Au delà de La Jonction et dans la direction opposée, c’était l’espace stsho où les points de saut dont la masse servait d’aide à la navigation pour les vaisseaux du type de L’orgueil étaient rarissimes. Partout ailleurs se trouvaient les territoires kif, les secteurs knnn et des régions inexplorées pour lesquelles il n’existait pas de coordonnées de saut. Si l’on s’y précipitait à l’aveuglette, on n’en revenait jamais.

Pyanfar alluma le lecteur de sauts et isola Urtur. C’était par là qu’ils étaient arrivés. En deux sauts à pleine charge. Urtur était un système très vaste où les mahendo’sat possédaient des exploitations minières, exploitaient quelques centres industriels et louaient des concessions. Il serait peut-être possible de franchir la distance en une seule fois, à présent. Les kif n’avaient pas pris L’orgueil en chasse. Pas encore. C’était inutile. Ils pouvaient parfaitement deviner sa destination en se fondant sur le fait qu’il s’était délesté de son fret. Le reste en découlait logiquement. Pyanfar songea à son frère. Comment pourrait-elle l’affronter ? La perte de la cargaison, la fuite, la disparition corps et biens d’un navire hani sans défense au mouillage… Ce déshonneur, cet outrage lui porterait un coup terrible qui risquait de lui être fatal. De jeunes mâles seraient peut-être tentés de porter défi à Kohan Chandur. Et si ces provocations étaient assez nombreuses et assez fréquentes…

Non. Chanur ne pouvait pas finir ainsi. Elle ne rentrerait pas à Auurn porteuse d’une pareille nouvelle. Pas avant que les kif aient payé, pas avant que L’orgueil ait obtenu réparation.
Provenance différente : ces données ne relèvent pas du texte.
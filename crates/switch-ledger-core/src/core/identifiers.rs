// crates/switch-ledger-core/src/core/identifiers.rs
// ============================================================================
// Module: Switch Ledger Identifiers
// Description: Canonical opaque identifiers for switches, sensors, and aliases.
// Purpose: Provide strongly typed, serializable identifiers with stable wire forms.
// Dependencies: serde
// ============================================================================

//! ## Overview
//! This module defines the canonical identifiers used throughout Switch
//! Ledger. Identifiers are opaque UTF-8 strings and serialize transparently
//! on the wire; no normalization or validation is applied by these types.

// ============================================================================
// SECTION: Imports
// ============================================================================

use std::fmt;

use serde::Deserialize;
use serde::Serialize;

// ============================================================================
// SECTION: Identifier Types
// ============================================================================

/// Switch identifier naming one toggle partition.
///
/// # Invariants
/// - Opaque UTF-8 string; no normalization or validation is applied by this type.
#[derive(Debug, Clone, PartialEq, Eq, Hash, Serialize, Deserialize)]
#[serde(transparent)]
pub struct SwitchId(String);

impl SwitchId {
    /// Creates a new switch identifier.
    #[must_use]
    pub fn new(id: impl Into<String>) -> Self {
        Self(id.into())
    }

    /// Returns the identifier as a string slice.
    #[must_use]
    pub fn as_str(&self) -> &str {
        &self.0
    }
}

impl fmt::Display for SwitchId {
    fn fmt(&self, f: &mut fmt::Formatter<'_>) -> fmt::Result {
        self.0.fmt(f)
    }
}

impl From<&str> for SwitchId {
    fn from(value: &str) -> Self {
        Self::new(value)
    }
}

impl From<String> for SwitchId {
    fn from(value: String) -> Self {
        Self::new(value)
    }
}

/// Sensor identifier used by the sensor catalog.
///
/// # Invariants
/// - Opaque UTF-8 string; no normalization or validation is applied by this type.
#[derive(Debug, Clone, PartialEq, Eq, Hash, Serialize, Deserialize)]
#[serde(transparent)]
pub struct SensorId(String);

impl SensorId {
    /// Creates a new sensor identifier.
    #[must_use]
    pub fn new(id: impl Into<String>) -> Self {
        Self(id.into())
    }

    /// Returns the identifier as a string slice.
    #[must_use]
    pub fn as_str(&self) -> &str {
        &self.0
    }
}

impl fmt::Display for SensorId {
    fn fmt(&self, f: &mut fmt::Formatter<'_>) -> fmt::Result {
        self.0.fmt(f)
    }
}

impl From<&str> for SensorId {
    fn from(value: &str) -> Self {
        Self::new(value)
    }
}

impl From<String> for SensorId {
    fn from(value: String) -> Self {
        Self::new(value)
    }
}

/// External identifier supplied by an upstream system to the identity mapper.
///
/// # Invariants
/// - Opaque UTF-8 string; no normalization or validation is applied by this type.
#[derive(Debug, Clone, PartialEq, Eq, Hash, Serialize, Deserialize)]
#[serde(transparent)]
pub struct ExternalId(String);

impl ExternalId {
    /// Creates a new external identifier.
    #[must_use]
    pub fn new(id: impl Into<String>) -> Self {
        Self(id.into())
    }

    /// Returns the identifier as a string slice.
    #[must_use]
    pub fn as_str(&self) -> &str {
        &self.0
    }
}

impl fmt::Display for ExternalId {
    fn fmt(&self, f: &mut fmt::Formatter<'_>) -> fmt::Result {
        self.0.fmt(f)
    }
}

impl From<&str> for ExternalId {
    fn from(value: &str) -> Self {
        Self::new(value)
    }
}

impl From<String> for ExternalId {
    fn from(value: String) -> Self {
        Self::new(value)
    }
}

/// Alias identifier allocated by the identity mapper.
///
/// # Invariants
/// - Opaque UTF-8 string; allocation format is an implementation detail of
///   the mapper and must not be parsed by callers.
#[derive(Debug, Clone, PartialEq, Eq, Hash, Serialize, Deserialize)]
#[serde(transparent)]
pub struct AliasId(String);

impl AliasId {
    /// Creates a new alias identifier.
    #[must_use]
    pub fn new(id: impl Into<String>) -> Self {
        Self(id.into())
    }

    /// Returns the identifier as a string slice.
    #[must_use]
    pub fn as_str(&self) -> &str {
        &self.0
    }
}

impl fmt::Display for AliasId {
    fn fmt(&self, f: &mut fmt::Formatter<'_>) -> fmt::Result {
        self.0.fmt(f)
    }
}

impl From<&str> for AliasId {
    fn from(value: &str) -> Self {
        Self::new(value)
    }
}

impl From<String> for AliasId {
    fn from(value: String) -> Self {
        Self::new(value)
    }
}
— Saut à quinze, annonça Haral. Ils nous suivront à la trace, capitaine, c’est évident.

— C’est évident.

Pyanfar entrevit derrière le visage couturé de Haral celui, inaltéré sous sa barbe naissante, de Hilfy qui s’efforçait de ne pas montrer son effroi. Elle ouvrit l’interphone.

— Paré pour le saut.

La plainte du signal d’alerte envahit le, navire. L’orgueil bondit en avant. Sa vélocité d’interface grandit et des soubresauts le secouèrent violemment. Les griffes crispées, Pyanfar, forte de sa longue accoutumance, opéra l’exercice mental voulu pour mystifier son oreille interne et conserver son sens de l’équilibre. Vas-y ! exhorta-t-elle silencieusement le vaisseau comme si sa volonté pouvait à elle seule faire franchir ce pas critique à L’orgueil.